Class OfficeParser

    • Constructor Detail

      • OfficeParser

        public OfficeParser()
    • Method Detail

      • extractMacros

        public static void extractMacros​(org.apache.poi.poifs.filesystem.POIFSFileSystem fs,
                                         ContentHandler xhtml,
                                         org.apache.tika.extractor.EmbeddedDocumentExtractor embeddedDocumentExtractor)
                                  throws IOException,
                                         SAXException
        Helper to extract macros from an NPOIFS/vbaProject.bin

        As of POI-3.15-final, there are still some bugs in VBAMacroReader.

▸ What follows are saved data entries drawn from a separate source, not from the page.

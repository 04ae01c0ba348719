//! Offline semantic search over a directory of PDFs.
//!
//! Pages are extracted as plain text, split into overlapping chunks, embedded with the local
//! model and stored in SQLite. A search spec then names the query and the persona metadata
//! echoed back in the report.

mod chunking;
mod run;
mod snippet;
mod spec;
mod store;

pub use run::{run, run_index};
use ndarray::{Array1, Array2};

use crate::core::Histogram;

/// Scale a non-negative array to sum to one. An array without mass is mapped to zeros.
pub fn normalize(values: &Array2<f64>) -> Array2<f64> {
    let total = values.sum();
    if total > 0. {
        values / total
    } else {
        Array2::zeros(values.raw_dim())
    }
}

/// Trait extension to aggregate an occupancy histogram over group sizes
pub trait HistogramAggregates {
    fn group_size_distribution(&self) -> Array1<f64>;
    fn fraction_of_programmers_by_group_size(&self) -> Array1<f64>;
    fn mean_programmer_fraction(&self) -> f64;
}

impl HistogramAggregates for Histogram {
    /// Share of groups of each size `p + n`, indexed by size.
    fn group_size_distribution(&self) -> Array1<f64> {
        let (rows, cols) = self.dims();
        let distribution = self.normalized();
        let mut sizes = Array1::zeros(rows + cols - 1);
        for ((p, n), share) in distribution.indexed_iter() {
            sizes[p + n] += share;
        }
        sizes
    }

    /// Programmer fraction of the groups of each size, weighted by how often each composition
    /// occurs, rescaled so that the sizes sum to one.
    fn fraction_of_programmers_by_group_size(&self) -> Array1<f64> {
        let (rows, cols) = self.dims();
        let distribution = self.normalized();
        let mut programmers = Array1::<f64>::zeros(rows + cols - 1);
        let mut groups = Array1::<f64>::zeros(rows + cols - 1);
        for ((p, n), share) in distribution.indexed_iter() {
            let size = p + n;
            if size > 0 {
                programmers[size] += p as f64 / size as f64 * share;
            }
            groups[size] += share;
        }

        let fractions = ndarray::Zip::from(&programmers)
            .and(&groups)
            .map_collect(|&programmers, &groups| {
                if groups > 0. {
                    programmers / groups
                } else {
                    0.
                }
            });
        let total = fractions.sum();
        if total > 0. { fractions / total } else { fractions }
    }

    /// Average of `p / (p + n)` over all groups. Empty groups contribute zero.
    fn mean_programmer_fraction(&self) -> f64 {
        let distribution = self.normalized();
        distribution
            .indexed_iter()
            .filter(|((p, n), _)| p + n > 0)
            .map(|((p, n), share)| p as f64 / (p + n) as f64 * share)
            .sum()
    }
}

#[cfg(test)]
mod tests {
    use super::*;
    use ndarray::array;

    #[test]
    fn normalize_is_idempotent() {
        let values = array![[1., 2.], [3., 4.]];
        let once = normalize(&values);
        let twice = normalize(&once);
        assert!((once.sum() - 1.).abs() < 1e-12);
        assert!(
            once.iter()
                .zip(twice.iter())
                .all(|(a, b)| (a - b).abs() < 1e-12)
        );
        assert_eq!(once[(1, 1)], 0.4);
    }

    #[test]
    fn normalize_empty() {
        let values = Array2::<f64>::zeros((3, 3));
        assert_eq!(normalize(&values), values);
    }

    #[test]
    fn group_sizes() {
        let store = population![(0, 1), (1, 0), (1, 1), (0, 0)];
        let histogram = Histogram::from_store(&store, 1);
        let sizes = histogram.group_size_distribution();
        assert_eq!(sizes.len(), 3);
        assert_eq!(sizes.to_vec(), vec![0.25, 0.5, 0.25]);
    }

    #[test]
    fn fraction_by_group_size() {
        let store = population![(0, 1), (1, 0), (1, 1), (2, 0)];
        let histogram = Histogram::from_store(&store, 2);
        let fractions = histogram.fraction_of_programmers_by_group_size();
        // size 1: half of the groups are programmers, size 2: (0.5 + 1) / 2
        let expected = [0., 0.5, 0.75];
        let total: f64 = expected.iter().sum();
        for (size, value) in expected.iter().enumerate() {
            assert!((fractions[size] - value / total).abs() < 1e-12);
        }
        assert!((fractions.sum() - 1.).abs() < 1e-12);
    }

    #[test]
    fn mean_fraction() {
        let store = population![(1, 1), (2, 0), (0, 3), (0, 0)];
        let histogram = Histogram::from_store(&store, 3);
        assert!((histogram.mean_programmer_fraction() - 0.375).abs() < 1e-12);
        assert_eq!(Histogram::new(2).mean_programmer_fraction(), 0.);
    }
}
use clap::CommandFactory;
use clap_complete::{generate_to, shells::Fish};
use std::env;
use std::io::Error;
use std::path::Path;

include!("src/args.rs");

fn main() -> Result<(), Error> {
    println!("cargo:rerun-if-changed=src/args.rs");
    let mut cmd = Args::command();
    let home_dir = match env::var_os("HOME") {
        None => return Ok(()),
        Some(d) => d,
    };

    // Fish completions, if fish is installed for user.
    let fish_completions_dir = Path::new(&home_dir).join(".config/fish/completions");
    if fish_completions_dir.exists() {
        let fish_command_path = generate_to(Fish, &mut cmd, "groupdyn", fish_completions_dir)?;
        println!("cargo:warning=completion file is generated for fish: {fish_command_path:?}",);
    }

    Ok(())
}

For now, we are swallowing NPE and other runtime exceptions

        Parameters:
        fs - NPOIFS to extract from
        xhtml - SAX writer
        embeddedDocumentExtractor - extractor for embedded documents
        Throws:
        IOException - on IOException if it occurs during the extraction of the embedded doc
        SAXException - on SAXException for writing to xhtml
      • getSupportedTypes

        public Set<org.apache.tika.mime.MediaType> getSupportedTypes​(org.apache.tika.parser.ParseContext context)
      • parse

        public void parse​(InputStream stream,
                          ContentHandler handler,
                          org.apache.tika.metadata.Metadata metadata,
                          org.apache.tika.parser.ParseContext context)
                   throws IOException,
                          SAXException,
                          org.apache.tika.exception.TikaException
        Extracts properties and text from an MS Document input stream
        Throws:
        IOException
        SAXException
        org.apache.tika.exception.TikaException
      • parse

        protected void parse​(org.apache.poi.poifs.filesystem.DirectoryNode root,
                             org.apache.tika.parser.ParseContext context,
                             org.apache.tika.metadata.Metadata metadata,
                             org.apache.tika.sax.XHTMLContentHandler xhtml)
                      throws IOException,
                             SAXException,
                             org.apache.tika.exception.TikaException
        Throws:
        IOException
        SAXException
        org.apache.tika.exception.TikaException